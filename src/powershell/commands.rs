//! Typed cmdlet invocations.
//!
//! | Struct               | Cmdlet |
//! |----------------------|--------|
//! | `GetAppxPackage`     | `Get-AppxPackage [-AllUsers]` |
//! | `RegisterAppxManifest` | `Add-AppxPackage -DisableDevelopmentMode -Register` |
//! | `GetServiceStatus`   | `Get-Service` |
//! | `SetServiceStartup`  | `Set-Service -StartupType` |
//! | `StartService`       | `Start-Service` |
//! | `TestElevation`      | `WindowsPrincipal.IsInRole(Administrator)` |
//!
//! Query commands emit compressed JSON so the host can parse them with serde.

use std::path::PathBuf;

use super::{PowerShellCommand, quote, validate_identifier};
use crate::error::Result;
use crate::packages::PackageScope;
use crate::services::StartMode;

/// Terminate on the first cmdlet error so failures surface as a non-zero exit.
const STRICT: &str = "$ErrorActionPreference = 'Stop'; ";

/// Raised by `Get-Service` for unknown names (and for some access failures).
const NOT_FOUND_EXCEPTION: &str = "Microsoft.PowerShell.Commands.ServiceCommandException";

// ============================================================================
// Packages
// ============================================================================

/// Installed packages matching a name, as a JSON array of
/// `{Name, InstallLocation}`.
#[derive(Debug, Clone, PartialEq, Eq)]
pub struct GetAppxPackage {
    name: String,
    scope: PackageScope,
}

impl GetAppxPackage {
    pub fn new(name: &str, scope: PackageScope) -> Result<Self> {
        Ok(Self {
            name: validate_identifier(name)?.to_string(),
            scope,
        })
    }
}

impl PowerShellCommand for GetAppxPackage {
    fn to_script(&self) -> String {
        let all_users = match self.scope {
            PackageScope::AllUsers => " -AllUsers",
            PackageScope::CurrentUser => "",
        };
        format!(
            "{STRICT}ConvertTo-Json -Compress -InputObject @(Get-AppxPackage -Name {}{} | \
             Select-Object Name, InstallLocation)",
            quote(&self.name),
            all_users
        )
    }

    fn cmdlet(&self) -> &'static str {
        "Get-AppxPackage"
    }
}

/// Re-register a deployed package from its manifest.
#[derive(Debug, Clone, PartialEq, Eq)]
pub struct RegisterAppxManifest {
    pub manifest: PathBuf,
}

impl PowerShellCommand for RegisterAppxManifest {
    fn to_script(&self) -> String {
        format!(
            "{STRICT}Add-AppxPackage -DisableDevelopmentMode -Register {}",
            quote(&self.manifest.display().to_string())
        )
    }

    fn cmdlet(&self) -> &'static str {
        "Add-AppxPackage"
    }
}

// ============================================================================
// Services
// ============================================================================

/// `{StartType, Status}` as strings, or no output when the service is absent.
#[derive(Debug, Clone, PartialEq, Eq)]
pub struct GetServiceStatus {
    name: String,
}

impl GetServiceStatus {
    pub fn new(name: &str) -> Result<Self> {
        Ok(Self {
            name: validate_identifier(name)?.to_string(),
        })
    }
}

impl PowerShellCommand for GetServiceStatus {
    fn to_script(&self) -> String {
        // Only a missing service yields empty output; other errors stay terminating.
        // Enums are stringified explicitly; ConvertTo-Json would emit numbers.
        format!(
            "{STRICT}$s = $null; \
             try {{ $s = Get-Service -Name {} }} \
             catch [{NOT_FOUND_EXCEPTION}] {{ \
             if ($_.CategoryInfo.Category -ne 'ObjectNotFound') {{ throw }} }}; \
             if ($s) {{ [pscustomobject]@{{ \
             StartType = \"$($s.StartType)\"; Status = \"$($s.Status)\" }} \
             | ConvertTo-Json -Compress }}",
            quote(&self.name)
        )
    }

    fn cmdlet(&self) -> &'static str {
        "Get-Service"
    }
}

#[derive(Debug, Clone, PartialEq, Eq)]
pub struct SetServiceStartup {
    name: String,
    mode: StartMode,
}

impl SetServiceStartup {
    pub fn new(name: &str, mode: StartMode) -> Result<Self> {
        Ok(Self {
            name: validate_identifier(name)?.to_string(),
            mode,
        })
    }
}

impl PowerShellCommand for SetServiceStartup {
    fn to_script(&self) -> String {
        format!(
            "{STRICT}Set-Service -Name {} -StartupType {}",
            quote(&self.name),
            self.mode
        )
    }

    fn cmdlet(&self) -> &'static str {
        "Set-Service"
    }
}

#[derive(Debug, Clone, PartialEq, Eq)]
pub struct StartService {
    name: String,
}

impl StartService {
    pub fn new(name: &str) -> Result<Self> {
        Ok(Self {
            name: validate_identifier(name)?.to_string(),
        })
    }
}

impl PowerShellCommand for StartService {
    fn to_script(&self) -> String {
        format!("{STRICT}Start-Service -Name {}", quote(&self.name))
    }

    fn cmdlet(&self) -> &'static str {
        "Start-Service"
    }
}

// ============================================================================
// Elevation
// ============================================================================

/// Prints `True` when the current principal is an administrator.
#[derive(Debug, Clone, Copy, Default, PartialEq, Eq)]
pub struct TestElevation;

impl PowerShellCommand for TestElevation {
    fn to_script(&self) -> String {
        "([Security.Principal.WindowsPrincipal][Security.Principal.WindowsIdentity]::GetCurrent())\
         .IsInRole([Security.Principal.WindowsBuiltInRole]::Administrator)"
            .to_string()
    }

    fn cmdlet(&self) -> &'static str {
        "WindowsPrincipal.IsInRole"
    }
}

-=-=-=-=-

For each line of the listing that holds the word "failures", show that line.

/// Terminate on the first cmdlet error so failures surface as a non-zero exit.
/// Raised by `Get-Service` for unknown names (and for some access failures).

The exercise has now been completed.